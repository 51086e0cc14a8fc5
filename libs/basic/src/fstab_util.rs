// Copyright (c) 2022 Huawei Technologies Co.,Ltd. All rights reserved.
//
// sysMaster is licensed under Mulan PSL v2.
// You can use this software according to the terms and conditions of the Mulan
// PSL v2.
// You may obtain a copy of Mulan PSL v2 at:
//         http://license.coscl.org.cn/MulanPSL2
// THIS SOFTWARE IS PROVIDED ON AN "AS IS" BASIS, WITHOUT WARRANTIES OF ANY
// KIND, EITHER EXPRESS OR IMPLIED, INCLUDING BUT NOT LIMITED TO
// NON-INFRINGEMENT, MERCHANTABILITY OR FIT FOR A PARTICULAR PURPOSE.
// See the Mulan PSL v2 for more details.

//! Helpers for the fourth fstab field and the first one.
//!
//! Options are a comma separated list, a backslash escapes the next
//! character so that "a\,b" is one option.

/// Result of filtering an option string.
#[derive(Debug, Clone, Default, PartialEq, Eq)]
pub struct FilterResult {
    /// the name of the last matched option
    pub name: Option<String>,
    /// the value of the last matched option, if it had one
    pub value: Option<String>,
    /// the option string without any of the matched options
    pub filtered: String,
}

impl FilterResult {
    /// whether any of the names matched
    pub fn found(&self) -> bool {
        self.name.is_some()
    }
}

/// Split an option string on unescaped commas. Empty options are dropped.
pub fn split_options(opts: &str) -> Vec<String> {
    let mut ret = Vec::new();
    let mut cur = String::new();
    let mut escaped = false;

    for c in opts.chars() {
        if escaped {
            cur.push(c);
            escaped = false;
            continue;
        }
        match c {
            '\\' => {
                cur.push(c);
                escaped = true;
            }
            ',' => {
                if !cur.is_empty() {
                    ret.push(std::mem::take(&mut cur));
                }
            }
            _ => cur.push(c),
        }
    }

    if !cur.is_empty() {
        ret.push(cur);
    }
    ret
}

fn match_option<'a>(word: &'a str, names: &[&'a str]) -> Option<(&'a str, Option<&'a str>)> {
    for &name in names {
        let rest = match word.strip_prefix(name) {
            Some(rest) => rest,
            None => continue,
        };
        if rest.is_empty() {
            return Some((name, None));
        }
        if let Some(value) = rest.strip_prefix('=') {
            return Some((name, Some(value)));
        }
    }
    None
}

/// Look for any of `names` in `opts`, either as "name" or "name=value".
/// The last occurrence wins. All occurrences are dropped from `filtered`.
pub fn fstab_filter_options(opts: &str, names: &[&str]) -> FilterResult {
    let mut ret = FilterResult::default();
    let mut kept: Vec<String> = Vec::new();

    for word in split_options(opts) {
        match match_option(&word, names) {
            Some((name, value)) => {
                ret.name = Some(name.to_string());
                ret.value = value.map(|v| v.to_string());
            }
            None => kept.push(word),
        }
    }

    ret.filtered = kept.join(",");
    ret
}

/// return true if any of `names` is present in `opts`
pub fn fstab_test_option(opts: &str, names: &[&str]) -> bool {
    split_options(opts)
        .iter()
        .any(|word| match_option(word, names).is_some())
}

fn is_devnode_safe_char(c: char) -> bool {
    c.is_ascii_alphanumeric() || "#+-.:=@_".contains(c)
}

/// Encode a string the way udev names its /dev/disk/by-* symlinks.
/// Unsafe ASCII bytes become "\xNN", valid non-ASCII UTF-8 is kept.
pub fn encode_devnode_name(s: &str) -> String {
    let mut ret = String::with_capacity(s.len());
    for c in s.chars() {
        if !c.is_ascii() || is_devnode_safe_char(c) {
            ret.push(c);
        } else {
            ret.push_str(&format!("\\x{:02x}", c as u32));
        }
    }
    ret
}

fn unquote(s: &str) -> &str {
    for q in ['"', '\''] {
        if s.len() >= 2 && s.starts_with(q) && s.ends_with(q) {
            return &s[1..s.len() - 1];
        }
    }
    s
}

fn tag_to_udev_node(tagvalue: &str, by: &str) -> String {
    format!(
        "/dev/disk/by-{}/{}",
        by,
        encode_devnode_name(unquote(tagvalue))
    )
}

/// Resolve the first fstab field to a device node path.
/// "LABEL=", "UUID=", "PARTUUID=" and "PARTLABEL=" are translated to the
/// matching /dev/disk/by-* symlink, anything else is returned unchanged.
pub fn fstab_node_to_udev_node(what: &str) -> String {
    const TAGS: [(&str, &str); 4] = [
        ("LABEL=", "label"),
        ("UUID=", "uuid"),
        ("PARTUUID=", "partuuid"),
        ("PARTLABEL=", "partlabel"),
    ];

    for (tag, by) in TAGS {
        if let Some(value) = what.strip_prefix(tag) {
            return tag_to_udev_node(value, by);
        }
    }

    what.to_string()
}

What you have to do:
Tally up the lines in the records containing the word "true", then give the count and nothing else.

Result below:
2